Nowadays, scientists use advanced technology to design new synthetic drug compounds with the right properties and characteristics, which is also known as “de novo drug design.” However, current methods can be labor, time and cost intensive.
Inspired by the popularity of ChatGPT and wondering if this approach could speed up the drug design process, scientists at the Schmid School of Science and Technology at Chapman University in Orange, California, decided to create their own GenAI model, detailed in A new paper, “De Novo Drug Design using Transformer-based Machine Translation and Reinforcement Learning of Adaptive Monte-Carlo Tree Search,” appears in the journal Pharmaceuticals.
Dony Ang, Cyril Rakovski, and Hagop Atamian coded a model to learn a massive data set of known chemicals, how they bind to target proteins, and the rules and syntax of large-scale chemical structure and properties.
The end result can generate countless unique molecular structures that follow essential chemical and biological constraints and effectively bind to their targets, promising to greatly accelerate the process of identifying viable drug candidates for a wide range of diseases, at a fraction of the cost.
DrugAI generates potential drugs never before conceived
In the innovative model, the researchers integrated two cutting-edge AI techniques for the first time in the fields of bioinformatics and cheminformatics: the well-known “transformative encoder-decoder architecture” and “reinforcement learning using Monte Carlo tree search” ( RL-MCTS). The platform, appropriately named “drugAI,” allows users to input a target protein sequence (e.g., a protein typically involved in cancer progression).
DrugAI, trained with data from the comprehensive public database BindingDB, can generate unique molecular structures from scratch and then iteratively refine the candidates, ensuring that the finalists show strong binding affinities with the respective drug targets, crucial for the efficacy of the drugs. potential drugs. The model identifies between 50 and 100 new molecules that are likely to inhibit these particular proteins.

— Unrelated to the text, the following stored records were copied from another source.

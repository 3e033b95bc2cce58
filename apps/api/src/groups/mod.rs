// Per-project group chat, polled by clients.

pub mod handlers;
pub mod store;
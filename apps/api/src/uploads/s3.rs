use async_trait::async_trait;
use aws_sdk_s3::primitives::ByteStream;
use aws_sdk_s3::Client as S3Client;
use bytes::Bytes;
use tracing::info;

use crate::uploads::{validate_key, StorageError, UploadStore};

/// Stores uploads in an S3 (or MinIO) bucket.
pub struct S3UploadStore {
    client: S3Client,
    bucket: String,
}

impl S3UploadStore {
    pub fn new(client: S3Client, bucket: String) -> Self {
        Self { client, bucket }
    }
}

#[async_trait]
impl UploadStore for S3UploadStore {
    async fn put(&self, key: &str, content_type: &str, body: Bytes) -> Result<(), StorageError> {
        validate_key(key)?;
        self.client
            .put_object()
            .bucket(&self.bucket)
            .key(key)
            .body(ByteStream::from(body))
            .content_type(content_type)
            .send()
            .await
            .map_err(|e| StorageError::S3(format!("upload failed: {e}")))?;

        info!("Uploaded s3://{}/{}", self.bucket, key);
        Ok(())
    }

    async fn delete(&self, key: &str) -> Result<(), StorageError> {
        validate_key(key)?;
        // S3 DeleteObject succeeds for missing keys.
        self.client
            .delete_object()
            .bucket(&self.bucket)
            .key(key)
            .send()
            .await
            .map_err(|e| StorageError::S3(format!("delete failed: {e}")))?;
        Ok(())
    }

    fn backend(&self) -> &'static str {
        "s3"
    }
}
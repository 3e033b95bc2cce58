use chrono::{DateTime, Utc};
use serde::Serialize;
use sqlx::{FromRow, PgConnection, PgPool};
use uuid::Uuid;

use crate::models::application::RequestStatus;
use crate::models::invitation::InvitationRow;

/// An invitation with project, sender and recipient names attached.
#[derive(Debug, Clone, Serialize, FromRow)]
pub struct InvitationDetail {
    pub id: Uuid,
    pub project_id: Uuid,
    pub project_title: String,
    pub sender_id: Uuid,
    pub sender_username: String,
    pub recipient_id: Uuid,
    pub recipient_username: String,
    pub status: String,
    pub message: Option<String>,
    pub created_at: DateTime<Utc>,
}

const DETAIL_SELECT: &str = r#"
    SELECT i.id, i.project_id, p.title AS project_title,
           i.sender_id, s.username AS sender_username,
           i.recipient_id, r.username AS recipient_username,
           i.status, i.message, i.created_at
    FROM invitations i
    JOIN projects p ON p.id = i.project_id
    JOIN users s ON s.id = i.sender_id
    JOIN users r ON r.id = i.recipient_id
"#;

/// Which side of an invitation a listing is for.
#[derive(Debug, Clone, Copy, PartialEq, Eq)]
pub enum Side {
    Received,
    Sent,
}

impl Side {
    fn column(self) -> &'static str {
        match self {
            Side::Received => "i.recipient_id",
            Side::Sent => "i.sender_id",
        }
    }
}

pub async fn find_invitation(pool: &PgPool, id: Uuid) -> Result<Option<InvitationRow>, sqlx::Error> {
    sqlx::query_as::<_, InvitationRow>("SELECT * FROM invitations WHERE id = $1")
        .bind(id)
        .fetch_optional(pool)
        .await
}

pub async fn find_for_recipient(
    pool: &PgPool,
    project_id: Uuid,
    recipient_id: Uuid,
) -> Result<Option<InvitationRow>, sqlx::Error> {
    sqlx::query_as::<_, InvitationRow>(
        "SELECT * FROM invitations WHERE project_id = $1 AND recipient_id = $2",
    )
    .bind(project_id)
    .bind(recipient_id)
    .fetch_optional(pool)
    .await
}

pub async fn insert_invitation(
    pool: &PgPool,
    project_id: Uuid,
    sender_id: Uuid,
    recipient_id: Uuid,
    message: Option<&str>,
) -> Result<InvitationRow, sqlx::Error> {
    sqlx::query_as::<_, InvitationRow>(
        r#"
        INSERT INTO invitations (id, project_id, sender_id, recipient_id, status, message)
        VALUES ($1, $2, $3, $4, $5, $6)
        RETURNING *
        "#,
    )
    .bind(Uuid::new_v4())
    .bind(project_id)
    .bind(sender_id)
    .bind(recipient_id)
    .bind(RequestStatus::Pending.as_str())
    .bind(message)
    .fetch_one(pool)
    .await
}

/// Puts an answered invitation back to pending with a fresh message and timestamp.
pub async fn reopen_invitation(
    pool: &PgPool,
    id: Uuid,
    sender_id: Uuid,
    message: Option<&str>,
) -> Result<Option<InvitationRow>, sqlx::Error> {
    sqlx::query_as::<_, InvitationRow>(
        r#"
        UPDATE invitations
        SET status = 'pending', sender_id = $2, message = $3, created_at = now()
        WHERE id = $1 AND status <> 'pending'
        RETURNING *
        "#,
    )
    .bind(id)
    .bind(sender_id)
    .bind(message)
    .fetch_optional(pool)
    .await
}

/// Moves a pending invitation to `status`. Returns `None` if it was no
/// longer pending.
pub async fn resolve_pending(
    conn: &mut PgConnection,
    id: Uuid,
    status: RequestStatus,
) -> Result<Option<InvitationRow>, sqlx::Error> {
    sqlx::query_as::<_, InvitationRow>(
        "UPDATE invitations SET status = $2 WHERE id = $1 AND status = 'pending' RETURNING *",
    )
    .bind(id)
    .bind(status.as_str())
    .fetch_optional(conn)
    .await
}

/// Deletes a pending invitation. Returns false if it was already answered.
pub async fn delete_pending(pool: &PgPool, id: Uuid) -> Result<bool, sqlx::Error> {
    let result = sqlx::query("DELETE FROM invitations WHERE id = $1 AND status = 'pending'")
        .bind(id)
        .execute(pool)
        .await?;
    Ok(result.rows_affected() == 1)
}

pub async fn list_for(
    pool: &PgPool,
    side: Side,
    user_id: Uuid,
    limit: i64,
    offset: i64,
) -> Result<Vec<InvitationDetail>, sqlx::Error> {
    sqlx::query_as::<_, InvitationDetail>(&format!(
        "{DETAIL_SELECT} WHERE {} = $1 ORDER BY i.created_at DESC LIMIT $2 OFFSET $3",
        side.column()
    ))
    .bind(user_id)
    .bind(limit)
    .bind(offset)
    .fetch_all(pool)
    .await
}

pub async fn count_for(
    pool: &PgPool,
    side: Side,
    user_id: Uuid,
    status: Option<RequestStatus>,
) -> Result<i64, sqlx::Error> {
    let column = match side {
        Side::Received => "recipient_id",
        Side::Sent => "sender_id",
    };
    sqlx::query_scalar(&format!(
        "SELECT COUNT(*) FROM invitations WHERE {column} = $1 AND ($2::text IS NULL OR status = $2)"
    ))
    .bind(user_id)
    .bind(status.map(RequestStatus::as_str))
    .fetch_one(pool)
    .await
}

pub async fn pending_recipient_ids(
    pool: &PgPool,
    project_id: Uuid,
) -> Result<Vec<Uuid>, sqlx::Error> {
    sqlx::query_scalar(
        "SELECT recipient_id FROM invitations WHERE project_id = $1 AND status = 'pending'",
    )
    .bind(project_id)
    .fetch_all(pool)
    .await
}

#[cfg(test)]
mod tests {
    use super::*;
    use crate::models::user::Role;
    use crate::test_support;

    #[sqlx::test]
    #[ignore = "needs a Postgres DATABASE_URL"]
    async fn test_answered_invitation_reopens_and_only_pending_deletes(pool: PgPool) {
        let leader = test_support::user(&pool, "lead", "lead@example.com", Role::Leader).await;
        let dev = test_support::user(&pool, "dev", "dev@example.com", Role::Applicant).await;
        let project = test_support::project(&pool, &leader, "Compiler").await;
        let invitation = insert_invitation(&pool, project.id, leader.id, dev.id, None)
            .await
            .unwrap();

        // Pending invitations are not reopened.
        assert!(reopen_invitation(&pool, invitation.id, leader.id, Some("again"))
            .await
            .unwrap()
            .is_none());

        let mut conn = pool.acquire().await.unwrap();
        let rejected = resolve_pending(&mut conn, invitation.id, RequestStatus::Rejected)
            .await
            .unwrap()
            .unwrap();
        assert_eq!(rejected.status, "rejected");
        assert!(!delete_pending(&pool, invitation.id).await.unwrap());

        let reopened = reopen_invitation(&pool, invitation.id, leader.id, Some("again"))
            .await
            .unwrap()
            .unwrap();
        assert!(reopened.is_pending());
        assert_eq!(reopened.message.as_deref(), Some("again"));

        assert!(delete_pending(&pool, invitation.id).await.unwrap());
        assert!(find_invitation(&pool, invitation.id).await.unwrap().is_none());
    }
}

“This approach allows us to generate a potential drug that had never been conceived. It has been tested and validated. Now we are seeing magnificent results”
“This approach allows us to generate a potential drug that has never been conceived before,” Dr. Atamian said. “It’s been tested and validated. Now we’re seeing great results.”

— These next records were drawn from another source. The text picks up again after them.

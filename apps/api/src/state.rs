use std::sync::Arc;

use sqlx::PgPool;

use crate::accounts::sessions::SessionStore;
use crate::config::Config;
use crate::suggestions::TechStackSuggester;
use crate::uploads::UploadStore;

/// Shared application state injected into all route handlers via Axum extractors.
#[derive(Clone)]
pub struct AppState {
    pub db: PgPool,
    pub sessions: SessionStore,
    /// Profile picture storage. S3 by default, local disk with `UPLOAD_BACKEND=local`.
    pub uploads: Arc<dyn UploadStore>,
    /// LLM-backed when `ANTHROPIC_API_KEY` is set, keyword scan otherwise.
    pub suggester: Arc<dyn TechStackSuggester>,
    pub config: Config,
}
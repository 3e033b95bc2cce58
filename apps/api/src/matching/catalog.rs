//! Fixed catalog of technologies users and projects can list.

pub const TECH_CHOICES: &[&str] = &[
    "Python",
    "Django",
    "Flask",
    "JavaScript",
    "React",
    "Vue",
    "Angular",
    "Node.js",
    "Express",
    "HTML/CSS",
    "Bootstrap",
    "Tailwind CSS",
    "PHP",
    "Laravel",
    "CodeIgniter",
    "Ruby",
    "Ruby on Rails",
    "Java",
    "Spring",
    "C#",
    ".NET",
    "Go",
    "Rust",
    "Swift",
    "Kotlin",
    "SQL",
    "PostgreSQL",
    "MySQL",
    "MongoDB",
    "Redis",
    "Firebase",
    "Docker",
    "Kubernetes",
    "AWS",
    "Azure",
    "Google Cloud",
    "GraphQL",
    "REST API",
    "WebSockets",
    "Microservices",
    "Machine Learning",
    "Data Science",
    "UI/UX Design",
    "Mobile Development",
];

/// Returns the catalog spelling of `entry`, matched case-insensitively.
pub fn canonical_tech(entry: &str) -> Option<&'static str> {
    let entry = entry.trim();
    TECH_CHOICES
        .iter()
        .copied()
        .find(|choice| choice.eq_ignore_ascii_case(entry))
}
use chrono::{DateTime, Duration, SubsecRound, Utc};
use serde::Serialize;
use sqlx::{FromRow, PgPool};
use uuid::Uuid;

use crate::models::group::{GroupRow, MessageRow};

/// A chat message with its sender's name.
#[derive(Debug, Clone, Serialize, FromRow)]
pub struct MessageView {
    pub id: Uuid,
    pub group_id: Uuid,
    pub sender_id: Uuid,
    pub sender_username: String,
    pub content: String,
    pub created_at: DateTime<Utc>,
}

pub async fn find_group(pool: &PgPool, id: Uuid) -> Result<Option<GroupRow>, sqlx::Error> {
    sqlx::query_as::<_, GroupRow>("SELECT * FROM groups WHERE id = $1")
        .bind(id)
        .fetch_optional(pool)
        .await
}

/// Groups of every project `user_id` belongs to, by name.
pub async fn groups_for_member(pool: &PgPool, user_id: Uuid) -> Result<Vec<GroupRow>, sqlx::Error> {
    sqlx::query_as::<_, GroupRow>(
        r#"
        SELECT g.* FROM groups g
        JOIN project_memberships m ON m.project_id = g.project_id
        WHERE m.user_id = $1
        ORDER BY g.name ASC
        "#,
    )
    .bind(user_id)
    .fetch_all(pool)
    .await
}

/// Messages oldest first. With `after`, only those strictly newer.
///
/// `insert_message` gives each group strictly increasing timestamps in commit
/// order, so a client that passes back the newest `created_at` it has seen
/// never skips a message.
pub async fn messages_since(
    pool: &PgPool,
    group_id: Uuid,
    after: Option<DateTime<Utc>>,
) -> Result<Vec<MessageView>, sqlx::Error> {
    sqlx::query_as::<_, MessageView>(
        r#"
        SELECT m.id, m.group_id, m.sender_id, u.username AS sender_username,
               m.content, m.created_at
        FROM messages m
        JOIN users u ON u.id = m.sender_id
        WHERE m.group_id = $1 AND ($2::timestamptz IS NULL OR m.created_at > $2)
        ORDER BY m.created_at ASC, m.id ASC
        "#,
    )
    .bind(group_id)
    .bind(after)
    .fetch_all(pool)
    .await
}

/// Timestamp for the next message in a group whose newest message is `last`.
///
/// Truncated to Postgres' microsecond precision and always after `last`, even
/// if the clock went backwards or two posts land in the same microsecond.
pub fn next_message_timestamp(now: DateTime<Utc>, last: Option<DateTime<Utc>>) -> DateTime<Utc> {
    let now = now.trunc_subsecs(6);
    match last {
        Some(last) if last >= now => last + Duration::microseconds(1),
        _ => now,
    }
}

/// Appends a message. Posts to one group are serialized on the group row, so
/// timestamps are assigned in the order the inserts commit.
pub async fn insert_message(
    pool: &PgPool,
    group_id: Uuid,
    sender_id: Uuid,
    content: &str,
) -> Result<MessageRow, sqlx::Error> {
    let mut tx = pool.begin().await?;

    sqlx::query("SELECT id FROM groups WHERE id = $1 FOR UPDATE")
        .bind(group_id)
        .execute(&mut *tx)
        .await?;
    let last: Option<DateTime<Utc>> =
        sqlx::query_scalar("SELECT max(created_at) FROM messages WHERE group_id = $1")
            .bind(group_id)
            .fetch_one(&mut *tx)
            .await?;

    let message = sqlx::query_as::<_, MessageRow>(
        r#"
        INSERT INTO messages (id, group_id, sender_id, content, created_at)
        VALUES ($1, $2, $3, $4, $5)
        RETURNING *
        "#,
    )
    .bind(Uuid::new_v4())
    .bind(group_id)
    .bind(sender_id)
    .bind(content)
    .bind(next_message_timestamp(Utc::now(), last))
    .fetch_one(&mut *tx)
    .await?;

    tx.commit().await?;
    Ok(message)
}

#[cfg(test)]
mod tests {
    use super::*;
    use chrono::TimeZone;

    fn at(secs: i64, nanos: u32) -> DateTime<Utc> {
        Utc.timestamp_opt(secs, nanos).unwrap()
    }

    #[test]
    fn test_first_message_uses_now_at_microsecond_precision() {
        let ts = next_message_timestamp(at(1_700_000_000, 123_456_789), None);
        assert_eq!(ts, at(1_700_000_000, 123_456_000));
    }

    #[test]
    fn test_later_clock_wins() {
        let last = at(1_700_000_000, 0);
        let now = at(1_700_000_005, 0);
        assert_eq!(next_message_timestamp(now, Some(last)), now);
    }

    #[test]
    fn test_timestamps_stay_strictly_increasing() {
        let last = at(1_700_000_000, 500_000);
        // Same microsecond, and a clock that stepped backwards.
        for now in [at(1_700_000_000, 500_400), at(1_699_999_990, 0)] {
            let next = next_message_timestamp(now, Some(last));
            assert_eq!(next, last + Duration::microseconds(1));
            assert!(next > last);
        }
    }

    #[test]
    fn test_burst_of_posts_orders_like_commits() {
        let now = at(1_700_000_000, 0);
        let mut last = None;
        let mut seen = Vec::new();
        for _ in 0..5 {
            let ts = next_message_timestamp(now, last);
            last = Some(ts);
            seen.push(ts);
        }
        assert!(seen.windows(2).all(|w| w[0] < w[1]));
    }

    #[sqlx::test]
    #[ignore = "needs a Postgres DATABASE_URL"]
    async fn test_cursor_returns_only_newer_messages(pool: PgPool) {
        use crate::models::user::Role;
        use crate::test_support;

        let leader = test_support::user(&pool, "lead", "lead@example.com", Role::Leader).await;
        test_support::project(&pool, &leader, "Compiler").await;
        let group = groups_for_member(&pool, leader.id).await.unwrap().remove(0);

        let first = insert_message(&pool, group.id, leader.id, "one").await.unwrap();
        let second = insert_message(&pool, group.id, leader.id, "two").await.unwrap();
        assert!(second.created_at > first.created_at);

        let all = messages_since(&pool, group.id, None).await.unwrap();
        assert_eq!(all.len(), 2);
        assert_eq!(all[0].sender_username, "lead");

        let newer = messages_since(&pool, group.id, Some(first.created_at))
            .await
            .unwrap();
        assert_eq!(newer.len(), 1);
        assert_eq!(newer[0].id, second.id);
    }
}
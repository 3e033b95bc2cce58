use chrono::{DateTime, Utc};
use serde::{Deserialize, Serialize};
use sqlx::FromRow;
use uuid::Uuid;

use crate::models::application::RequestStatus;

#[derive(Debug, Clone, Serialize, Deserialize, FromRow)]
pub struct InvitationRow {
    pub id: Uuid,
    pub project_id: Uuid,
    pub sender_id: Uuid,
    pub recipient_id: Uuid,
    pub status: String,
    pub message: Option<String>,
    pub created_at: DateTime<Utc>,
}

impl InvitationRow {
    pub fn is_pending(&self) -> bool {
        self.status == RequestStatus::Pending.as_str()
    }
}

The researchers evaluated the molecules generated by the AI drug according to several criteria and found that the results of the AI drug were of similar quality to those of two other common methods. and in some cases, better. They found that DrugAI’s drug candidates had a 100% validity rate, meaning that none of the generated drugs were present in the training set.
DrugAI’s drug candidates also had drug likeness, or the similarity of a compound’s properties to those of oral drugs, measured, and drug candidates were at least 42% and 75% higher than others Models. Furthermore, all DrugAI-generated molecules showed strong binding affinities to their respective targets, comparable to those identified by traditional virtual screening approaches.
Ang, Rakovski and Atamian also wanted to see how DrugAI’s results for a specific disease compare to known existing drugs for that disease. In a different experiment, screening methods generated a list of natural products that inhibited COVID-19 proteins; drugAI generated a list of new drugs targeting the same protein to compare their characteristics. They compared drug likeness and binding affinity between natural molecules and AI drugs, and found similar measurements in both, but AI drugs were able to identify them in a much faster and less expensive way.
Additionally, the scientists designed the algorithm to have a flexible structure that allows future researchers to add new features. “That means we’ll end up with more refined drug candidates with an even higher chance of ending up being a real drug,” Dr. Atamian said. “We are excited about the possibilities that exist in the future.”